The study searched across 18,000 traits from the UK Biobank cohort to identify those that may be affected by how heavily someone smokes. As well as recognizing several known adverse effects such as on lung health, the research also found heavy smoking could influence appearance.
The study, published in PLOS Genetics, was led by the University’s MRC Integrative Epidemiology Unit (IEU) and also supported by the NIHR Bristol Biomedical Research Centre (BRC).
The researchers wanted to demonstrate a new approach that could be used to systematically test for causal effects across thousands of outcomes, by combining two existing methods: the Mendelian randomization phenome-wide association study approach and gene-by-environment interaction tests. To test their new method, the Bristol team searched for the effects of heavy smoking using the UK Biobank cohort.

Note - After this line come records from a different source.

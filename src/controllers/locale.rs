//! Language dropdown for the landing page hero.

use std::rc::Rc;

use log::{debug, warn};

use crate::config::LANGUAGE_KEY;
use crate::i18n::{HeroTexts, Locale};
use crate::platform::KeyValueStore;

pub struct LocaleController {
    store: Rc<dyn KeyValueStore>,
    current: Locale,
    panel_open: bool,
}

impl LocaleController {
    /// Read the persisted language; unknown or absent codes fall back to pt.
    /// Loading never writes.
    pub fn load(store: Rc<dyn KeyValueStore>) -> Self {
        let current = store
            .get(LANGUAGE_KEY)
            .and_then(|code| Locale::from_code(&code))
            .unwrap_or_default();
        Self {
            store,
            current,
            panel_open: false,
        }
    }

    pub fn current(&self) -> Locale {
        self.current
    }

    pub fn texts(&self) -> &'static HeroTexts {
        self.current.texts()
    }

    pub fn panel_open(&self) -> bool {
        self.panel_open
    }

    pub fn toggle_panel(&mut self) -> bool {
        self.panel_open = !self.panel_open;
        self.panel_open
    }

    pub fn close_panel(&mut self) {
        self.panel_open = false;
    }

    /// A document click landed; clicks outside the dropdown close an open panel.
    /// Returns true when the panel was closed by this click.
    pub fn click_outside(&mut self, inside_dropdown: bool) -> bool {
        if inside_dropdown || !self.panel_open {
            return false;
        }
        self.close_panel();
        true
    }

    /// Switch to `code` and persist it. Unknown codes change nothing.
    pub fn apply(&mut self, code: &str) -> Option<&'static HeroTexts> {
        let Some(locale) = Locale::from_code(code) else {
            debug!("[LOCALE] Ignoring unknown language code {:?}", code);
            return None;
        };
        self.current = locale;
        if let Err(e) = self.store.set(LANGUAGE_KEY, locale.code()) {
            warn!("[LOCALE] Failed to persist language: {}", e);
        }
        Some(locale.texts())
    }

    /// Dropdown option picked: apply and close the panel
    pub fn select(&mut self, code: &str) -> Option<&'static HeroTexts> {
        let texts = self.apply(code);
        self.close_panel();
        texts
    }
}

#[cfg(test)]
mod tests {
    use super::*;
    use crate::platform::testing::MemoryStore;

    #[test]
    fn test_apply_each_locale() {
        for locale in Locale::ALL {
            let store = Rc::new(MemoryStore::default());
            let mut ctrl = LocaleController::load(store.clone());
            let texts = ctrl.apply(locale.code()).expect("known locale");
            assert_eq!(texts, locale.texts());
            assert_eq!(ctrl.current(), locale);
            assert_eq!(store.get(LANGUAGE_KEY).as_deref(), Some(locale.code()));
        }
    }

    #[test]
    fn test_unknown_code_is_ignored() {
        let store = Rc::new(MemoryStore::with(LANGUAGE_KEY, "en"));
        let mut ctrl = LocaleController::load(store.clone());

        assert!(ctrl.apply("de").is_none());
        assert_eq!(ctrl.current(), Locale::En);
        assert_eq!(store.get(LANGUAGE_KEY).as_deref(), Some("en"));
        assert_eq!(store.writes(), 0);
    }

    #[test]
    fn test_load_falls_back_without_writing() {
        let store = Rc::new(MemoryStore::with(LANGUAGE_KEY, "klingon"));
        let ctrl = LocaleController::load(store.clone());
        assert_eq!(ctrl.current(), Locale::Pt);
        assert_eq!(store.writes(), 0);
    }

    #[test]
    fn test_outside_click_closes_open_panel() {
        let mut ctrl = LocaleController::load(Rc::new(MemoryStore::default()));
        assert!(!ctrl.click_outside(false));

        ctrl.toggle_panel();
        assert!(!ctrl.click_outside(true));
        assert!(ctrl.panel_open());

        assert!(ctrl.click_outside(false));
        assert!(!ctrl.panel_open());
    }

    #[test]
    fn test_select_closes_panel() {
        let mut ctrl = LocaleController::load(Rc::new(MemoryStore::default()));
        assert!(ctrl.toggle_panel());
        ctrl.select("es");
        assert!(!ctrl.panel_open());
        assert_eq!(ctrl.texts().cta, "Empiece ahora gratis");

        ctrl.toggle_panel();
        ctrl.select("xx");
        assert!(!ctrl.panel_open());
        assert_eq!(ctrl.current(), Locale::Es);
    }
}
//! Credential persistence in browser local storage.
//!
//! The whole record lives under a single key, so a save is one `setItem`
//! call and a reader never observes a partial credential.

use wasm_bindgen::JsCast;
use waypoint_api::{Credential, CredentialStore, StorageError};

const STORAGE_KEY: &str = "waypoint_credential";
const CSRF_COOKIE: &str = "XSRF-TOKEN";

/// Browser local storage implementation of the storage port.
pub struct BrowserStore;

fn local_storage() -> Result<web_sys::Storage, StorageError> {
    web_sys::window()
        .and_then(|w| w.local_storage().ok().flatten())
        .ok_or_else(|| StorageError::Unavailable("localStorage not available".to_string()))
}

impl CredentialStore for BrowserStore {
    fn load(&self) -> Result<Option<Credential>, StorageError> {
        let storage = local_storage()?;
        let raw = storage
            .get_item(STORAGE_KEY)
            .map_err(|_| StorageError::Unavailable("localStorage read rejected".to_string()))?;
        match raw {
            Some(raw) => Ok(Some(serde_json::from_str(&raw)?)),
            None => Ok(None),
        }
    }

    fn save(&self, credential: &Credential) -> Result<(), StorageError> {
        let storage = local_storage()?;
        let raw = serde_json::to_string(credential)?;
        storage
            .set_item(STORAGE_KEY, &raw)
            .map_err(|_| StorageError::Unavailable("localStorage write rejected".to_string()))
    }

    fn clear(&self) -> Result<(), StorageError> {
        let storage = local_storage()?;
        storage
            .remove_item(STORAGE_KEY)
            .map_err(|_| StorageError::Unavailable("localStorage remove rejected".to_string()))
    }

    /// CSRF token from the `XSRF-TOKEN` cookie the backend pairs with the
    /// session cookie.
    fn csrf_token(&self) -> Option<String> {
        let document = web_sys::window()?.document()?;
        let document = document.dyn_into::<web_sys::HtmlDocument>().ok()?;
        let cookies = document.cookie().ok()?;
        cookies
            .split(';')
            .map(str::trim)
            .find_map(|cookie| cookie.strip_prefix(CSRF_COOKIE)?.strip_prefix('='))
            .map(str::to_string)
    }
}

The research team found their approach worked, as their results included several known effects of heavier smoking. They also identified a potential effect of heavier smoking on more facial aging.
The findings add to evidence that found heavier smoking affects facial attractiveness and the amount of wrinkling, which might be reasons to encourage someone to stop smoking or deter them from starting in the first place, according to the researchers.
“We proposed a novel approach that could be used to search for causal effects of health exposures, and demonstrated this approach to search for the effects of smoking heaviness,” lead author Louise Millard, vice chancellor’s research fellow in the Bristol Medical School: Population Health Sciences (PHS), says in a statement.